Department of Life Science, Faculty of Science and Engineering, Kindai University, Osaka, Japan.
Diagnostics and Therapeutic of Intractable Diseases, Intractable Disease Research Center, Graduate School of Medicine, Juntendo University, Tokyo, Japan.
J Hum Genet. 2023 Sep;68(9):649-652. doi: 10.1038/s10038-023-01156-y. Epub 2023 May 29.
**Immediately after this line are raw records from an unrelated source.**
// SPDX-FileCopyrightText: 2026 Bruno Meilick
// SPDX-License-Identifier: LicenseRef-Nestdraw-FreeUse-NoCopy-NoDerivatives
//
// All rights reserved.
//
// This file is part of Nestdraw and is proprietary software.
// Unauthorized copying, modification, or distribution is prohibited.

//! The editor controller.
//!
//! [`Editor`] owns the only navigation state of a session together with the surface, the id
//! allocator, the search session and the document file. Front-ends translate user input into
//! [`Command`]s and render from the editor afterwards; they never touch the state directly.

mod image_source;

use std::path::PathBuf;

use thiserror::Error;
use tracing::{debug, info};

use crate::model::{
    DiagramLevel, EdgeId, IdAllocator, NodeId, NodeKind, NodeRecord, Point, Size,
    DEFAULT_NODE_LABEL,
};
use crate::nav::Navigator;
use crate::ops::{apply_ops, ApplyError, Delta, ItemKind, NodePatch, Op};
use crate::query::{navigate_to_node, ResolveError, SearchEntry, SearchIndex, SearchSession};
use crate::store::{DocumentError, GraphFile, StoreError};
use crate::surface::{MemorySurface, RenderSurface};

pub use image_source::{image_source_from_bytes, load_image_source, ImageSource};

#[derive(Debug, Clone, PartialEq)]
pub enum Command {
    Descend { node_id: NodeId },
    GoBack,
    GoToLevel { depth: usize },
    Save,
    SaveAs { path: PathBuf },
    Load { path: Option<PathBuf> },
    LoadText { text: String },
    SearchShow,
    SearchQuery { query: String },
    SearchNext,
    SearchPrevious,
    SearchConfirm,
    SearchHide,
    AddRectangle { position: Point, label: Option<String> },
    AddText { position: Point, label: Option<String> },
    AddImage { position: Point, path: PathBuf },
    Connect { source: NodeId, target: NodeId },
    DeleteNode { node_id: NodeId },
    DeleteEdge { edge_id: EdgeId },
    EditLabel { node_id: NodeId, label: String },
    SetFontSize { node_id: NodeId, font_size: f64 },
    SetTextColor { node_id: NodeId, color: String },
    Move { node_id: NodeId, position: Point },
    Resize { node_id: NodeId, size: Size },
    Select { node_id: Option<NodeId> },
}

#[derive(Debug, Clone, PartialEq)]
pub enum Outcome {
    /// `moved` is false when the request was ignored (unknown node, leaf, depth out of range).
    Navigated { moved: bool },
    Saved { path: PathBuf },
    Loaded { depth: usize },
    SearchUpdated { results: usize },
    SearchClosed,
    /// `entry` is `None` when the search had no result to confirm.
    Found { entry: Option<SearchEntry> },
    Edited { delta: Delta },
    Selected { node_id: Option<NodeId> },
}

#[derive(Debug, Error)]
pub enum EditorError {
    #[error(transparent)]
    Apply(#[from] ApplyError),
    #[error(transparent)]
    Store(#[from] StoreError),
    #[error(transparent)]
    Document(#[from] DocumentError),
    #[error(transparent)]
    Resolve(#[from] ResolveError),
    #[error("cannot use image {path:?}: {source}")]
    Image {
        path: PathBuf,
        #[source]
        source: image::ImageError,
    },
}

#[derive(Debug)]
pub struct Editor<S = MemorySurface> {
    navigator: Navigator<S>,
    ids: IdAllocator,
    search: SearchSession,
    file: GraphFile,
    new_node_font_size: Option<f64>,
}

impl Editor<MemorySurface> {
    pub fn new(file: GraphFile) -> Self {
        Self::with_surface(file, MemorySurface::new())
    }
}

impl<S: RenderSurface> Editor<S> {
    pub fn with_surface(file: GraphFile, surface: S) -> Self {
        Self {
            navigator: Navigator::new(surface),
            ids: IdAllocator::new(),
            search: SearchSession::new(),
            file,
            new_node_font_size: None,
        }
    }

    /// Font size given to new rectangle and text nodes. `None` keeps the renderer default.
    pub fn with_new_node_font_size(mut self, font_size: Option<f64>) -> Self {
        self.new_node_font_size = font_size;
        self
    }

    pub fn navigator(&self) -> &Navigator<S> {
        &self.navigator
    }

    pub fn surface(&self) -> &S {
        self.navigator.surface()
    }

    pub fn search(&self) -> &SearchSession {
        &self.search
    }

    pub fn file(&self) -> &GraphFile {
        &self.file
    }

    /// Loads the document file if it exists; a missing file leaves the empty root in place.
    pub fn open(&mut self) -> Result<bool, EditorError> {
        if !self.file.exists() {
            debug!(path = %self.file.path().display(), "no document yet; starting empty");
            return Ok(false);
        }
        let state = self.file.load_state()?;
        self.navigator.replace_state(state);
        self.after_load();
        Ok(true)
    }

    pub fn execute(&mut self, command: Command) -> Result<Outcome, EditorError> {
        match command {
            Command::Descend { node_id } => {
                let moved = self.navigator.descend_into(&node_id);
                Ok(Outcome::Navigated { moved })
            }
            Command::GoBack => Ok(Outcome::Navigated { moved: self.navigator.go_back() }),
            Command::GoToLevel { depth } => {
                Ok(Outcome::Navigated { moved: self.navigator.navigate_to_level(depth) })
            }
            Command::Save => self.save(),
            Command::SaveAs { path } => {
                let file = GraphFile::new(path).with_durability(self.file.durability());
                self.navigator.capture_current_level();
                file.save_state(self.navigator.state())?;
                self.file = file;
                Ok(Outcome::Saved { path: self.file.path().to_path_buf() })
            }
            Command::Load { path } => {
                let file = match path {
                    Some(path) => GraphFile::new(path).with_durability(self.file.durability()),
                    None => self.file.clone(),
                };
                let state = file.load_state()?;
                self.navigator.replace_state(state);
                self.file = file;
                self.after_load();
                Ok(Outcome::Loaded { depth: self.navigator.depth() })
            }
            Command::LoadText { text } => {
                self.navigator.deserialize(&text)?;
                self.after_load();
                info!(depth = self.navigator.depth(), "document loaded from text");
                Ok(Outcome::Loaded { depth: self.navigator.depth() })
            }
            Command::SearchShow => {
                self.search.show(&mut self.navigator);
                Ok(Outcome::SearchUpdated { results: self.search.results().len() })
            }
            Command::SearchQuery { query } => {
                self.search.set_query(&mut self.navigator, &query);
                Ok(Outcome::SearchUpdated { results: self.search.results().len() })
            }
            Command::SearchNext => {
                self.search.select_next();
                Ok(Outcome::SearchUpdated { results: self.search.results().len() })
            }
            Command::SearchPrevious => {
                self.search.select_previous();
                Ok(Outcome::SearchUpdated { results: self.search.results().len() })
            }
            Command::SearchConfirm => {
                let entry = self.search.confirm(&mut self.navigator)?;
                Ok(Outcome::Found { entry })
            }
            Command::SearchHide => {
                self.search.hide();
                Ok(Outcome::SearchClosed)
            }
            Command::AddRectangle { position, label } => {
                let id = self.next_node_id(NodeKind::Rectangle);
                let node = self.styled(NodeRecord::rectangle(
                    id,
                    position,
                    label.unwrap_or_else(|| DEFAULT_NODE_LABEL.to_owned()),
                ));
                self.add_node(node)
            }
            Command::AddText { position, label } => {
                let id = self.next_node_id(NodeKind::Text);
                let node = self.styled(NodeRecord::text(
                    id,
                    position,
                    label.unwrap_or_else(|| DEFAULT_NODE_LABEL.to_owned()),
                ));
                self.add_node(node)
            }
            Command::AddImage { position, path } => {
                let source = load_image_source(&path)
                    .map_err(|source| EditorError::Image { path: path.clone(), source })?;
                let id = self.next_node_id(NodeKind::Image);
                self.add_node(NodeRecord::image(id, position, source.size, source.data_url))
            }
            Command::Connect { source, target } => {
                let edge_id = self.ids.edge_id(|candidate| {
                    self.navigator.surface().edges().iter().any(|edge| edge.id().as_str() == candidate)
                });
                self.apply(Op::AddEdge { edge_id, source, target })
            }
            Command::DeleteNode { node_id } => self.apply(Op::RemoveNode { node_id }),
            Command::DeleteEdge { edge_id } => self.apply(Op::RemoveEdge { edge_id }),
            Command::EditLabel { node_id, label } => {
                self.update_node(node_id, NodePatch { label: Some(label), ..NodePatch::default() })
            }
            Command::SetFontSize { node_id, font_size } => self
                .update_node(node_id, NodePatch { font_size: Some(font_size), ..NodePatch::default() }),
            Command::SetTextColor { node_id, color } => {
                self.update_node(node_id, NodePatch { text_color: Some(color), ..NodePatch::default() })
            }
            Command::Move { node_id, position } => {
                self.update_node(node_id, NodePatch { position: Some(position), ..NodePatch::default() })
            }
            Command::Resize { node_id, size } => {
                self.update_node(node_id, NodePatch { size: Some(size), ..NodePatch::default() })
            }
            Command::Select { node_id } => {
                if let Some(id) = &node_id {
                    if self.navigator.surface().find_node(id).is_none() {
                        return Err(ApplyError::NotFound { kind: ItemKind::Node, id: id.to_string() }
                            .into());
                    }
                }
                self.navigator.surface_mut().set_selection(node_id.clone());
                Ok(Outcome::Selected { node_id })
            }
        }
    }

    /// Indexes the live document for label search.
    pub fn search_index(&mut self) -> SearchIndex {
        SearchIndex::build(&mut self.navigator)
    }

    /// Navigates to the first indexed node with id `node_id` and focuses it.
    pub fn navigate_to_node(&mut self, node_id: &NodeId) -> Result<SearchEntry, EditorError> {
        let index = self.search_index();
        let Some(entry) = index.entries().iter().find(|entry| &entry.node_id == node_id) else {
            return Err(ResolveError::TargetMissing { node_id: node_id.clone() }.into());
        };
        navigate_to_node(&mut self.navigator, entry)?;
        Ok(entry.clone())
    }

    /// Applies several node changes as one edit.
    pub fn update_node(&mut self, node_id: NodeId, patch: NodePatch) -> Result<Outcome, EditorError> {
        self.apply(Op::UpdateNode { node_id, patch })
    }

    /// Captures the surface and returns the full document text without writing it.
    pub fn document_text(&mut self) -> Result<String, EditorError> {
        Ok(self.navigator.serialize()?)
    }

    fn save(&mut self) -> Result<Outcome, EditorError> {
        self.navigator.capture_current_level();
        self.file.save_state(self.navigator.state())?;
        Ok(Outcome::Saved { path: self.file.path().to_path_buf() })
    }

    fn after_load(&mut self) {
        self.search.hide();
        self.ids = IdAllocator::new();
        let state = self.navigator.state();
        for level in state.stack().iter().chain(std::iter::once(state.current())) {
            observe_level(&mut self.ids, level);
        }
        debug!(next_id = self.ids.peek(), "id allocator reseeded");
    }

    fn next_node_id(&mut self, kind: NodeKind) -> NodeId {
        let surface = self.navigator.surface();
        self.ids.node_id(kind, |candidate| {
            surface.nodes().iter().any(|node| node.id().as_str() == candidate)
        })
    }

    fn styled(&self, mut node: NodeRecord) -> NodeRecord {
        if let Some(font_size) = self.new_node_font_size {
            node.style_mut().set_font_size(Some(font_size));
        }
        node
    }

    fn add_node(&mut self, node: NodeRecord) -> Result<Outcome, EditorError> {
        let node_id = node.id().clone();
        let outcome = self.apply(Op::AddNode { node })?;
        self.navigator.surface_mut().set_selection(Some(node_id));
        Ok(outcome)
    }

    fn apply(&mut self, op: Op) -> Result<Outcome, EditorError> {
        let result = apply_ops(self.navigator.surface_mut(), std::slice::from_ref(&op))?;
        if result.delta.removed_levels > 0 {
            debug!(levels = result.delta.removed_levels, "owned sub-diagrams deleted");
        }
        Ok(Outcome::Edited { delta: result.delta })
    }
}

fn observe_level(ids: &mut IdAllocator, level: &DiagramLevel) {
    for node in level.nodes() {
        ids.observe(node.id().as_str());
        if let Some(sub_graph) = node.sub_graph() {
            observe_level(ids, sub_graph);
        }
    }
    for edge in level.edges() {
        ids.observe(edge.id().as_str());
    }
}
Approximately 80% of rare diseases have a genetic cause, and an accurate genetic diagnosis is necessary for disease management, prognosis prediction, and genetic counseling. Whole-exome sequencing (WES) is a cost-effective approach for exploring the genetic cause, but several cases often remain undiagnosed. We combined whole genome sequencing (WGS) and RNA sequencing (RNA-seq) to identify the pathogenic variants in an unsolved case using WES. RNA-seq revealed aberrant exon 4 and exon 6 splicing of ITPA. WGS showed a previously unreported splicing donor variant, c.263+1G>A, and a novel heterozygous deletion, including exon 6. Detailed examination of the breakpoint indicated the deletion caused by recombination between Alu elements in different introns. The proband was found to have developmental and epileptic encephalopathies caused by variants in the ITPA gene. The combination of WGS and RNA-seq may be effective in diagnosing conditions in proband who could not be diagnosed using WES.
大约 80%的罕见病都有遗传原因,准确的基因诊断对于疾病管理、预后预测和遗传咨询都是必要的。全外显子组测序(WES)是探索遗传原因的一种具有成本效益的方法,但仍有几个病例无法诊断。我们使用 WES 将全基因组测序(WGS)和 RNA 测序(RNA-seq)结合起来,以确定一个未解决病例的致病变异。RNA-seq 显示 ITPA 异常的外显子 4 和外显子 6 剪接。WGS 显示了一个以前未报道的剪接供体变异,c.263+1G>A,以及一个新的杂合性缺失,包括外显子 6。对断点的详细检查表明,缺失是由不同内含子中的 Alu 元件之间的重组引起的。该先证者被发现患有由 ITPA 基因变异引起的发育性和癫痫性脑病。WGS 和 RNA-seq 的结合可能对 WES 无法诊断的先证者的疾病的诊断有效。